- _ASSIGNED TASK_
Repeat word for word the opening stretch of the entries, from the first line through the line containing "the fade started".

* * * *

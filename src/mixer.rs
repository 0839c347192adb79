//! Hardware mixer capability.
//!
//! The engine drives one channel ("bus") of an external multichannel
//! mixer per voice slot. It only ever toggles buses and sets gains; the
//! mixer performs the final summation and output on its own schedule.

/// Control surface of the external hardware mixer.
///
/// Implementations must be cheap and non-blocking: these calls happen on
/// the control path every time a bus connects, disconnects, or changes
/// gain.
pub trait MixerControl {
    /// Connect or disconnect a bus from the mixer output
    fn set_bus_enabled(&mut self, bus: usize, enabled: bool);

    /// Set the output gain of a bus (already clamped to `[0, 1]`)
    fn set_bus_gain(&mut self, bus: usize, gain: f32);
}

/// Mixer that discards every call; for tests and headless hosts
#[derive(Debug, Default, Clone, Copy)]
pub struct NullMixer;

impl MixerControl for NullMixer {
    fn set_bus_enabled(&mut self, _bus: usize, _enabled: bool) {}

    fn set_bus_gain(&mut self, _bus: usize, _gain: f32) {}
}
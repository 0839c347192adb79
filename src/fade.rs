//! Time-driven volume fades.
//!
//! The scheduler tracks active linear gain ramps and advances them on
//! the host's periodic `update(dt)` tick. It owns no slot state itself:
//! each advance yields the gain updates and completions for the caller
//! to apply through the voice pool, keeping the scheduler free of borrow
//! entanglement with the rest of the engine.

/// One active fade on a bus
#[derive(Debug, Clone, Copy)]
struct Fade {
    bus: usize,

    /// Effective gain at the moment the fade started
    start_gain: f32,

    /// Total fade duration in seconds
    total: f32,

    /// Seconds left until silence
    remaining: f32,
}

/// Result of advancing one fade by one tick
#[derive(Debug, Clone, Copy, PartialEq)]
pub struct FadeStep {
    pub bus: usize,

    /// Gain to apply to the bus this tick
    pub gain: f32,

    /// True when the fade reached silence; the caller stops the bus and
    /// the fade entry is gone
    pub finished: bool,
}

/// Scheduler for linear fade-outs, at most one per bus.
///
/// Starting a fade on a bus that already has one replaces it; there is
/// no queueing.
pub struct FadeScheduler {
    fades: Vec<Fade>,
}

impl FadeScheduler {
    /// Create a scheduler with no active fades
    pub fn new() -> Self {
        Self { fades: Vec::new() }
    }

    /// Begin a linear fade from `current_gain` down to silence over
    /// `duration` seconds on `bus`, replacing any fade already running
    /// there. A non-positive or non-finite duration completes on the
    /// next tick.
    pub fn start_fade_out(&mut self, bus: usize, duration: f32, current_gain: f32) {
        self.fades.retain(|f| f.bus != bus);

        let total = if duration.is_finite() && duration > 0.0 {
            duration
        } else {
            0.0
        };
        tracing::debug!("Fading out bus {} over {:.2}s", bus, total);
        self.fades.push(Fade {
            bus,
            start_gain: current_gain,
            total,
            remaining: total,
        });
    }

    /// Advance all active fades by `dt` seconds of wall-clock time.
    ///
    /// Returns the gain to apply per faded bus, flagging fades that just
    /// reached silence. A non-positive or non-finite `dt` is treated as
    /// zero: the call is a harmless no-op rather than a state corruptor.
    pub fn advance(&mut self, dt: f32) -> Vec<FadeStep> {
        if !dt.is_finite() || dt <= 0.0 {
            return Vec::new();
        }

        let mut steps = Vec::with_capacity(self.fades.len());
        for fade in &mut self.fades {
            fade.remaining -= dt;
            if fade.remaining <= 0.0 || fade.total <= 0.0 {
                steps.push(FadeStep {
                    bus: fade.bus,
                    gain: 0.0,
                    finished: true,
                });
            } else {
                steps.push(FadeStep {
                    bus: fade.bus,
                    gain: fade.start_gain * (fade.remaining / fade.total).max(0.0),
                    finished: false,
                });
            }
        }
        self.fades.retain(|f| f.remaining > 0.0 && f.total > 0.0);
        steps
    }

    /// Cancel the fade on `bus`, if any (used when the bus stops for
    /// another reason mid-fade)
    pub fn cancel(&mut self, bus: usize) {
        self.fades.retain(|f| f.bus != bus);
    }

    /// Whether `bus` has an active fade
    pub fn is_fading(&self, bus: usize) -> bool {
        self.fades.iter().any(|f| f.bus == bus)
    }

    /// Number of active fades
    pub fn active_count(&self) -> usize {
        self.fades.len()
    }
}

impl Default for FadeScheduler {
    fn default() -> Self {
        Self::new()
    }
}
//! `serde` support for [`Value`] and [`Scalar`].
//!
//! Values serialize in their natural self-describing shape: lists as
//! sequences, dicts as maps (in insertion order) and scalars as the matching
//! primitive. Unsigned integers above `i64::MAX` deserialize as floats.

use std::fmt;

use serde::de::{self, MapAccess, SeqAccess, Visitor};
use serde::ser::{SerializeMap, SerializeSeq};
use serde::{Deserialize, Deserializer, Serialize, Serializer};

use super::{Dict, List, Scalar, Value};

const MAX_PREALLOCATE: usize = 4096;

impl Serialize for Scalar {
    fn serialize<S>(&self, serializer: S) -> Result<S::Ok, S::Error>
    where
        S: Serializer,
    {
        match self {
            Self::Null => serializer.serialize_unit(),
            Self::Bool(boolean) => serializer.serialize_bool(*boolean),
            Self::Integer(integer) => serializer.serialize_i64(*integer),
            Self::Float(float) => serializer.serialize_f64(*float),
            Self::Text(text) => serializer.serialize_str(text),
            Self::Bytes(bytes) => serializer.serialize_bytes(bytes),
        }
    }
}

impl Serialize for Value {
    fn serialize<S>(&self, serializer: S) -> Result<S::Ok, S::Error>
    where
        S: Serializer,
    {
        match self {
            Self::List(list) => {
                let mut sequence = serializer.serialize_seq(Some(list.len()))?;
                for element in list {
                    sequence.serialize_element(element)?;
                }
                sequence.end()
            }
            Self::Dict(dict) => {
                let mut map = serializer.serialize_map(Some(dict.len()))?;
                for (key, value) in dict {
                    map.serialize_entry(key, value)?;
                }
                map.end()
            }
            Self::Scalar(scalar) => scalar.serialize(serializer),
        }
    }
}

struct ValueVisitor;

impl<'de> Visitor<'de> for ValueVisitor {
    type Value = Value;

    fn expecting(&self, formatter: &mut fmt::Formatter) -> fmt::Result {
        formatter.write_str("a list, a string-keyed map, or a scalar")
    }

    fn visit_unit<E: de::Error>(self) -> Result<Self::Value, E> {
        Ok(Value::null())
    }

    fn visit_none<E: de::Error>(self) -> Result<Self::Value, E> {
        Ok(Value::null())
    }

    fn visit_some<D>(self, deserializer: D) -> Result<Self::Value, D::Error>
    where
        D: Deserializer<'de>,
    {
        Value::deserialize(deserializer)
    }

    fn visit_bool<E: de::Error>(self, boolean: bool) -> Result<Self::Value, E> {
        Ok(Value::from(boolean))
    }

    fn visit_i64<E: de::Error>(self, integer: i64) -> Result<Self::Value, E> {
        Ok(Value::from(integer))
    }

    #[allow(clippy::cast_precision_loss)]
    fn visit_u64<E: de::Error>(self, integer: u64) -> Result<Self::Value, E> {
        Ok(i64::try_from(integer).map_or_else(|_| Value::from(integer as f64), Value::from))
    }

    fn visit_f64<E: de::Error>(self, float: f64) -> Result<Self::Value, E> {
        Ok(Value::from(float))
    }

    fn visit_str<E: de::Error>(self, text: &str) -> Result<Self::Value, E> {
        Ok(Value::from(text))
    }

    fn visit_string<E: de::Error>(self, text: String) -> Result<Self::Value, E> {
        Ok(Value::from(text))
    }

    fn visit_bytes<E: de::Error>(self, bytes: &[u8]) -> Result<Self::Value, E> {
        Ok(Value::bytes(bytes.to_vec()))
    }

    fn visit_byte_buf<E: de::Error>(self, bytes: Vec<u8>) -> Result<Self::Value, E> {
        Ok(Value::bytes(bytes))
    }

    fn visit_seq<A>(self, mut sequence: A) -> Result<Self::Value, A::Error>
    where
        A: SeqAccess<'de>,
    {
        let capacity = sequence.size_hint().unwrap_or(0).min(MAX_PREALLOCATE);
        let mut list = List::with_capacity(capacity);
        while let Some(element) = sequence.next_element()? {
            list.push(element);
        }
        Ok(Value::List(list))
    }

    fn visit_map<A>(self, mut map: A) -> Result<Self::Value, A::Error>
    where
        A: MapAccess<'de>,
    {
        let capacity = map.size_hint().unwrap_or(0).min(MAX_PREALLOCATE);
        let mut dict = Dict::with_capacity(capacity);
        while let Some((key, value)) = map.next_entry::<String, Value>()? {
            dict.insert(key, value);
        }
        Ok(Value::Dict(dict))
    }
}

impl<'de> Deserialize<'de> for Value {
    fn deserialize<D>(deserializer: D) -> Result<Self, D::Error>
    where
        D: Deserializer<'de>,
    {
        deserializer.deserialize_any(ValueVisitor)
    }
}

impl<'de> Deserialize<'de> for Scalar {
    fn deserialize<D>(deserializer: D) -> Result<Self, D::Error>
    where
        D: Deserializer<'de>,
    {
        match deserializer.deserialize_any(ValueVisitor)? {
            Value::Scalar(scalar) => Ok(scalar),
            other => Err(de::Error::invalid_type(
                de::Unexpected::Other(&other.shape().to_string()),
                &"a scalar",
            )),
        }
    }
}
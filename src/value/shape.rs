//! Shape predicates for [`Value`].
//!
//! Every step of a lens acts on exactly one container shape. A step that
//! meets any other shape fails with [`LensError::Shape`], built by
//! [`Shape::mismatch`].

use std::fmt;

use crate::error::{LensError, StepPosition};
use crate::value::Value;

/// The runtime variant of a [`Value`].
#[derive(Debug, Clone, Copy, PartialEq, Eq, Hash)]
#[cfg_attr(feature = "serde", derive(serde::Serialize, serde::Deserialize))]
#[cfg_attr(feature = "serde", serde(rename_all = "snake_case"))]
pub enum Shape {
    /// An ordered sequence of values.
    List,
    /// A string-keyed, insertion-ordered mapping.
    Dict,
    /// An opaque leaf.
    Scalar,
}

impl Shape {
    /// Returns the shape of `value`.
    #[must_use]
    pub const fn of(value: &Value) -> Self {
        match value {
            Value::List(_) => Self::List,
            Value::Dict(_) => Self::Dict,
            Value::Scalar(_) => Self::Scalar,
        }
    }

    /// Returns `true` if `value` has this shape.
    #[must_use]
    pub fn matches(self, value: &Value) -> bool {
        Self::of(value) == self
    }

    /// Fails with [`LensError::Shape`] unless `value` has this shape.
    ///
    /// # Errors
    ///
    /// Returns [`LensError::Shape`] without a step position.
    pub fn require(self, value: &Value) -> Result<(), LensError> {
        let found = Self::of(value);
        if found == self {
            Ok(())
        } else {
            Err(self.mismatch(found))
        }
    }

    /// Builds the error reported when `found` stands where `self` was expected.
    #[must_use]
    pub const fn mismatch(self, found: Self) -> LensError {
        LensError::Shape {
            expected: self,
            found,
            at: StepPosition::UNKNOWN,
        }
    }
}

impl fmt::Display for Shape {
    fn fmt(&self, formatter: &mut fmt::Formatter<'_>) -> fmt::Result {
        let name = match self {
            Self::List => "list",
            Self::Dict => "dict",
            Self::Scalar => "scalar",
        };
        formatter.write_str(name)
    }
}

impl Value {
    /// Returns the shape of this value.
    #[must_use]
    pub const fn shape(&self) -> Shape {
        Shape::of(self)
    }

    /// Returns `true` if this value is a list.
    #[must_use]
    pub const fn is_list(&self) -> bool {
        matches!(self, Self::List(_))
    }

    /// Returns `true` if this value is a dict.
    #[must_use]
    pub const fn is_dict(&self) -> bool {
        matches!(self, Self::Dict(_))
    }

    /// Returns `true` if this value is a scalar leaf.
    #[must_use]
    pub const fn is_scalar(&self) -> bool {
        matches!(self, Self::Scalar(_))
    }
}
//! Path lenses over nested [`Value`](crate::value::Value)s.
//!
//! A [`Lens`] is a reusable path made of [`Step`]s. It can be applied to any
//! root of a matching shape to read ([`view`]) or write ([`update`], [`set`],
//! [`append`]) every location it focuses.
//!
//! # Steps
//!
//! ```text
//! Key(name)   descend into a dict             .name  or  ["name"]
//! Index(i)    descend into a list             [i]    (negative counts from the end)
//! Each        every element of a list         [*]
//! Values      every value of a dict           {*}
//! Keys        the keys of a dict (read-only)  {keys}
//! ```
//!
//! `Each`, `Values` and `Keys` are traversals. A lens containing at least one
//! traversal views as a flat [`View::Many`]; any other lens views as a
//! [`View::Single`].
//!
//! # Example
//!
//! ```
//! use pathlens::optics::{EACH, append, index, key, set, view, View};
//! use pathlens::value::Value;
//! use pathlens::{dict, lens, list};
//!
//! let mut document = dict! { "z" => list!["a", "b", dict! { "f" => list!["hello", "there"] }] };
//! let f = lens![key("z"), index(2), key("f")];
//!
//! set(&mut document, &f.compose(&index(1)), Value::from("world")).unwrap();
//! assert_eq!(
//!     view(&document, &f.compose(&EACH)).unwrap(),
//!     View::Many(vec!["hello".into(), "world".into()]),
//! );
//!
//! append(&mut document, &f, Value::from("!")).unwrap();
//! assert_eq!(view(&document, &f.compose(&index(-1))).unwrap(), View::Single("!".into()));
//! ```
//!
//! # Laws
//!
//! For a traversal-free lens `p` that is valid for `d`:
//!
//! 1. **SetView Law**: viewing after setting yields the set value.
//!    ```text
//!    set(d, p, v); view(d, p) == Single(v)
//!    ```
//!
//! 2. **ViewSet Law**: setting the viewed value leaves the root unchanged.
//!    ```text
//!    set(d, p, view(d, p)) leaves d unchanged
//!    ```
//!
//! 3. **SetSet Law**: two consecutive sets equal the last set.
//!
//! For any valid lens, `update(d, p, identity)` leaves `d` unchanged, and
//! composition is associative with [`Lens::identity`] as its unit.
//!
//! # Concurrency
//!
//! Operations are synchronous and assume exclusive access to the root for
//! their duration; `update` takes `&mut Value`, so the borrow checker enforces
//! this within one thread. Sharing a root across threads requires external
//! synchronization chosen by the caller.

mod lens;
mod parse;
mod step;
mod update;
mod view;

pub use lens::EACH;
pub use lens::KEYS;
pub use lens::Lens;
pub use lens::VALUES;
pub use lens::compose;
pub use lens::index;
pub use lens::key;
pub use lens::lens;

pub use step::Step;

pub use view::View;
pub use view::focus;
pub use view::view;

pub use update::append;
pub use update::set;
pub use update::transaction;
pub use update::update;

* * * *

- _YOUR SOLUTION_
filename src/mixer.rs
repository 0839c347192adb79
//! Hardware mixer capability.
//!
//! The engine drives one channel ("bus") of an external multichannel
//! mixer per voice slot. It only ever toggles buses and sets gains; the
//! mixer performs the final summation and output on its own schedule.

/// Control surface of the external hardware mixer.
///
/// Implementations must be cheap and non-blocking: these calls happen on
/// the control path every time a bus connects, disconnects, or changes
/// gain.
pub trait MixerControl {
    /// Connect or disconnect a bus from the mixer output
    fn set_bus_enabled(&mut self, bus: usize, enabled: bool);

    /// Set the output gain of a bus (already clamped to `[0, 1]`)
    fn set_bus_gain(&mut self, bus: usize, gain: f32);
}

/// Mixer that discards every call; for tests and headless hosts
#[derive(Debug, Default, Clone, Copy)]
pub struct NullMixer;

impl MixerControl for NullMixer {
    fn set_bus_enabled(&mut self, _bus: usize, _enabled: bool) {}

    fn set_bus_gain(&mut self, _bus: usize, _gain: f32) {}
}
repository 0839c347192adb79
filename src/fade.rs
//! Time-driven volume fades.
//!
//! The scheduler tracks active linear gain ramps and advances them on
//! the host's periodic `update(dt)` tick. It owns no slot state itself:
//! each advance yields the gain updates and completions for the caller
//! to apply through the voice pool, keeping the scheduler free of borrow
//! entanglement with the rest of the engine.

/// One active fade on a bus
#[derive(Debug, Clone, Copy)]
struct Fade {
    bus: usize,

    /// Effective gain at the moment the fade started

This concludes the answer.